Councillor Bob Bushell fully supported this document and reflected that lots of people were taking part in a range of activities, the vast majority of which were free and easy access. It was mental health as well as physical health that could be improved as a result of becoming more active, with the implications of Covid-19 resulting in people meeting up with friends or family for walks or other activities that they perhaps may not have done previously. In addition, there were lots of volunteering opportunities available, particularly in respect of the city’s open spaces. Councillor Bushell acknowledged that there were still challenges, with some people still feeling effects of austerity and Lincoln sitting amongst the 20% of the most deprived authorities in the country. Average life expectancy in some areas of the city continued to be alarmingly low, with high levels of obesity also apparent. From the perspective of individual, social and economic benefits, Councillor Bushell made the point that all of these factors played a part in benefitting society, highlighting the importance of people becoming more active as a key contributor. Making reference to page 33 of the Strategy document, Councillor Bushell said that the flow chart outlining the stages of behavioural change influencing a person’s decision making process was key in terms of helping people understand how they could change their circumstances.
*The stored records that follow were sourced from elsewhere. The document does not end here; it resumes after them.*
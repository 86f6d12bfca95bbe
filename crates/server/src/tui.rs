use std::collections::VecDeque;
use std::time::Instant;

use crossterm::event::{KeyCode, KeyModifiers};
use ratatui::Frame;
use ratatui::layout::{Constraint, Direction, Layout, Rect};
use ratatui::style::{Color, Modifier, Style};
use ratatui::text::{Line, Span};
use ratatui::widgets::{Block, Borders, Gauge, Paragraph, Tabs};

use skirmish::relay::{ClientInfo, RelayEvent, RelayStats};

const MAX_LOG_LINES: usize = 500;

#[derive(Debug, Clone, Copy, PartialEq, Eq)]
pub enum Tab {
    Overview,
    Connections,
    Log,
}

impl Tab {
    const ALL: [Tab; 3] = [Tab::Overview, Tab::Connections, Tab::Log];

    fn title(self) -> &'static str {
        match self {
            Tab::Overview => "Overview",
            Tab::Connections => "Connections",
            Tab::Log => "Log",
        }
    }

    fn index(self) -> usize {
        Self::ALL.iter().position(|t| *t == self).unwrap_or(0)
    }
}

#[derive(Debug, Clone, Copy, PartialEq, Eq)]
pub enum LogLevel {
    Info,
    Warn,
    Error,
}

impl LogLevel {
    fn color(self) -> Color {
        match self {
            LogLevel::Info => Color::White,
            LogLevel::Warn => Color::Yellow,
            LogLevel::Error => Color::Red,
        }
    }
}

#[derive(Debug, Clone)]
pub struct LogLine {
    pub secs: u64,
    pub level: LogLevel,
    pub text: String,
}

/// Dashboard state. In TUI mode this log pane replaces `env_logger`; relay
/// events are the only thing written to it.
pub struct TuiState {
    started_at: Instant,
    logs: VecDeque<LogLine>,
    scroll: usize,
    tab: Tab,
    selected: usize,
    pending_kick: Option<u32>,
    quit: bool,
}

impl Default for TuiState {
    fn default() -> Self {
        Self::new()
    }
}

impl TuiState {
    pub fn new() -> Self {
        Self {
            started_at: Instant::now(),
            logs: VecDeque::new(),
            scroll: 0,
            tab: Tab::Overview,
            selected: 0,
            pending_kick: None,
            quit: false,
        }
    }

    pub fn active_tab(&self) -> Tab {
        self.tab
    }

    pub fn should_quit(&self) -> bool {
        self.quit
    }

    pub fn logs(&self) -> &VecDeque<LogLine> {
        &self.logs
    }

    pub fn log_info(&mut self, text: impl Into<String>) {
        self.push_log(LogLevel::Info, text.into());
    }

    pub fn log_warn(&mut self, text: impl Into<String>) {
        self.push_log(LogLevel::Warn, text.into());
    }

    pub fn log_error(&mut self, text: impl Into<String>) {
        self.push_log(LogLevel::Error, text.into());
    }

    fn push_log(&mut self, level: LogLevel, text: String) {
        if self.logs.len() == MAX_LOG_LINES {
            self.logs.pop_front();
        }
        self.logs.push_back(LogLine {
            secs: self.started_at.elapsed().as_secs(),
            level,
            text,
        });
    }

    pub fn record(&mut self, event: RelayEvent) {
        match event {
            RelayEvent::Listening { addr } => self.log_info(format!("Listening on {}", addr)),
            RelayEvent::ClientConnected { client_id, addr } => {
                self.log_info(format!("Client {} connected from {}", client_id, addr));
            }
            RelayEvent::ClientDisconnected { client_id, reason } => {
                self.log_info(format!("Client {} {}", client_id, reason.as_str()));
            }
            RelayEvent::ConnectionDenied { addr, reason } => {
                self.log_warn(format!("Connection denied to {}: {}", addr, reason));
            }
            RelayEvent::Error { message } => self.log_error(message),
        }
    }

    pub fn handle_key(&mut self, code: KeyCode, modifiers: KeyModifiers, clients: &[ClientInfo]) {
        if modifiers.contains(KeyModifiers::CONTROL) && code == KeyCode::Char('c') {
            self.quit = true;
            return;
        }

        match code {
            KeyCode::Char('q') | KeyCode::Esc => self.quit = true,
            KeyCode::Tab => self.next_tab(),
            KeyCode::BackTab => self.prev_tab(),
            KeyCode::PageUp => self.scroll_up(),
            KeyCode::PageDown => self.scroll_down(),
            KeyCode::End => self.scroll = 0,
            KeyCode::Up if self.tab == Tab::Connections => {
                self.selected = self.selected.saturating_sub(1);
            }
            KeyCode::Down if self.tab == Tab::Connections => {
                self.selected = (self.selected + 1).min(clients.len().saturating_sub(1));
            }
            KeyCode::Char('k') | KeyCode::Char('K') if self.tab == Tab::Connections => {
                self.request_kick(clients);
            }
            _ => {}
        }
    }

    pub fn take_pending_kick(&mut self) -> Option<u32> {
        self.pending_kick.take()
    }

    fn request_kick(&mut self, clients: &[ClientInfo]) {
        if let Some(client) = clients.get(self.selected) {
            self.pending_kick = Some(client.client_id);
        }
    }

    fn next_tab(&mut self) {
        self.tab = Tab::ALL[(self.tab.index() + 1) % Tab::ALL.len()];
    }

    fn prev_tab(&mut self) {
        self.tab = Tab::ALL[(self.tab.index() + Tab::ALL.len() - 1) % Tab::ALL.len()];
    }

    fn scroll_up(&mut self) {
        self.scroll = (self.scroll + 10).min(self.logs.len().saturating_sub(1));
    }

    fn scroll_down(&mut self) {
        self.scroll = self.scroll.saturating_sub(10);
    }
}

pub fn render(frame: &mut Frame, state: &TuiState, stats: &RelayStats, clients: &[ClientInfo]) {
    let chunks = Layout::default()
        .direction(Direction::Vertical)
        .margin(1)
        .constraints([
            Constraint::Length(3),
            Constraint::Length(3),
            Constraint::Length(3),
            Constraint::Min(0),
            Constraint::Length(3),
        ])
        .split(frame.area());

    render_header(frame, chunks[0], stats);
    render_capacity(frame, chunks[1], stats);
    render_tabs(frame, chunks[2], state.active_tab());
    match state.active_tab() {
        Tab::Overview => render_network(frame, chunks[3], stats),
        Tab::Connections => render_connections(frame, chunks[3], state, clients),
        Tab::Log => render_log(frame, chunks[3], state),
    }
    render_help(frame, chunks[4], state.active_tab());
}

fn render_header(frame: &mut Frame, area: Rect, stats: &RelayStats) {
    let title = format!(" Skirmish Relay - Uptime: {} ", format_duration(stats.uptime_secs));

    let block = Block::default()
        .title(title)
        .borders(Borders::ALL)
        .border_style(Style::default().fg(Color::Cyan));

    let text = format!(
        "Clients: {}  |  Total connections: {}  |  Messages relayed: {}",
        stats.client_count, stats.total_connections, stats.messages_relayed
    );

    let paragraph = Paragraph::new(text)
        .block(block)
        .style(Style::default().fg(Color::White));

    frame.render_widget(paragraph, area);
}

fn render_capacity(frame: &mut Frame, area: Rect, stats: &RelayStats) {
    let block = Block::default()
        .title(" Capacity ")
        .borders(Borders::ALL)
        .border_style(Style::default().fg(Color::Green));

    let max = stats.max_clients.max(1);
    let gauge = Gauge::default()
        .block(block)
        .gauge_style(Style::default().fg(Color::Green))
        .ratio((stats.client_count as f64 / max as f64).min(1.0))
        .label(format!("{}/{} clients", stats.client_count, stats.max_clients));

    frame.render_widget(gauge, area);
}

fn render_tabs(frame: &mut Frame, area: Rect, active: Tab) {
    let titles: Vec<&str> = Tab::ALL.iter().map(|t| t.title()).collect();
    let tabs = Tabs::new(titles)
        .block(Block::default().borders(Borders::ALL))
        .select(active.index())
        .highlight_style(
            Style::default()
                .fg(Color::Cyan)
                .add_modifier(Modifier::BOLD),
        );
    frame.render_widget(tabs, area);
}

fn render_network(frame: &mut Frame, area: Rect, stats: &RelayStats) {
    let block = Block::default()
        .title(" Network ")
        .borders(Borders::ALL)
        .border_style(Style::default().fg(Color::Yellow));

    let net = &stats.network_stats;
    let lines = vec![
        stat_line(
            "Packets: ",
            format!("{} sent / {} recv", net.packets_sent, net.packets_received),
        ),
        stat_line(
            "Bytes: ",
            format!(
                "{} sent / {} recv",
                format_bytes(net.bytes_sent),
                format_bytes(net.bytes_received)
            ),
        ),
        stat_line("Dropped: ", net.packets_dropped.to_string()),
    ];

    frame.render_widget(Paragraph::new(lines).block(block), area);
}

fn render_connections(frame: &mut Frame, area: Rect, state: &TuiState, clients: &[ClientInfo]) {
    let block = Block::default()
        .title(" Connections ")
        .borders(Borders::ALL)
        .border_style(Style::default().fg(Color::Magenta));

    if clients.is_empty() {
        let empty = Paragraph::new("No clients connected")
            .block(block)
            .style(Style::default().fg(Color::DarkGray));
        frame.render_widget(empty, area);
        return;
    }

    let selected = state.selected.min(clients.len() - 1);
    let lines: Vec<Line> = clients
        .iter()
        .enumerate()
        .map(|(i, c)| {
            let style = if i == selected {
                Style::default()
                    .fg(Color::Black)
                    .bg(Color::Cyan)
            } else {
                Style::default().fg(Color::White)
            };
            Line::from(Span::styled(
                format!(
                    "#{:<4} {:<22} up {}  in {} / out {}",
                    c.client_id,
                    c.addr,
                    format_duration(c.uptime.as_secs()),
                    format_bytes(c.stats.bytes_received),
                    format_bytes(c.stats.bytes_sent),
                ),
                style,
            ))
        })
        .collect();

    frame.render_widget(Paragraph::new(lines).block(block), area);
}

fn render_log(frame: &mut Frame, area: Rect, state: &TuiState) {
    let block = Block::default()
        .title(" Log ")
        .borders(Borders::ALL)
        .border_style(Style::default().fg(Color::Blue));

    let visible = area.height.saturating_sub(2) as usize;
    let end = state.logs.len().saturating_sub(state.scroll);
    let start = end.saturating_sub(visible);

    let lines: Vec<Line> = state
        .logs
        .iter()
        .skip(start)
        .take(end - start)
        .map(|line| {
            Line::from(vec![
                Span::styled(
                    format!("[{}] ", format_duration(line.secs)),
                    Style::default().fg(Color::DarkGray),
                ),
                Span::styled(line.text.clone(), Style::default().fg(line.level.color())),
            ])
        })
        .collect();

    frame.render_widget(Paragraph::new(lines).block(block), area);
}

fn render_help(frame: &mut Frame, area: Rect, tab: Tab) {
    let block = Block::default()
        .title(" Controls ")
        .borders(Borders::ALL)
        .border_style(Style::default().fg(Color::DarkGray));

    let hint = match tab {
        Tab::Connections => "Up/Down select, 'k' kick, Tab switch, 'q' quit",
        Tab::Log => "PgUp/PgDn scroll, End latest, Tab switch, 'q' quit",
        Tab::Overview => "Tab switch, 'q' or ESC quit",
    };
    let text = Paragraph::new(hint).block(block).style(
        Style::default()
            .fg(Color::DarkGray)
            .add_modifier(Modifier::ITALIC),
    );

    frame.render_widget(text, area);
}

fn stat_line(label: &'static str, value: String) -> Line<'static> {
    Line::from(vec![
        Span::styled(label, Style::default().fg(Color::Gray)),
        Span::styled(value, Style::default().fg(Color::White)),
    ])
}

fn format_duration(secs: u64) -> String {
    let hours = secs / 3600;
    let mins = (secs % 3600) / 60;
    let secs = secs % 60;
    format!("{:02}:{:02}:{:02}", hours, mins, secs)
}

fn format_bytes(bytes: u64) -> String {
    if bytes < 1024 {
        format!("{}B", bytes)
    } else if bytes < 1024 * 1024 {
        format!("{:.1}KB", bytes as f64 / 1024.0)
    } else if bytes < 1024 * 1024 * 1024 {
        format!("{:.1}MB", bytes as f64 / (1024.0 * 1024.0))
    } else {
        format!("{:.1}GB", bytes as f64 / (1024.0 * 1024.0 * 1024.0))
    }
}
He was also pleased to see that the Strategy sought to make better use of the Council’s Community Centres.
Councillor Donald Nannestad agreed that it was not necessarily about what facilities were available but about change, stating that if people could change their behaviour and become more active it would improve their lives, with even a small change making a huge difference. He commended the Strategy, which he said was part of a series of such documents designed to help people become more active and take advantage of what was on offer in Lincoln.
Councillor Rosie Kirk supported that Strategy but was keen for more emphasis to be placed on walking, particularly linked to the city’s heritage and history, suggesting heritage trails as an example of how this could be achieved. She advocated walking and cycling in the city, given its relatively small boundary, and was keen to make these activities safer in Lincoln.
Councillor Ric Metcalfe, on behalf of the Executive, conveyed his thanks to Steve Lockwood, Sports, Leisure and City Services Manager, for his work in developing the Strategy.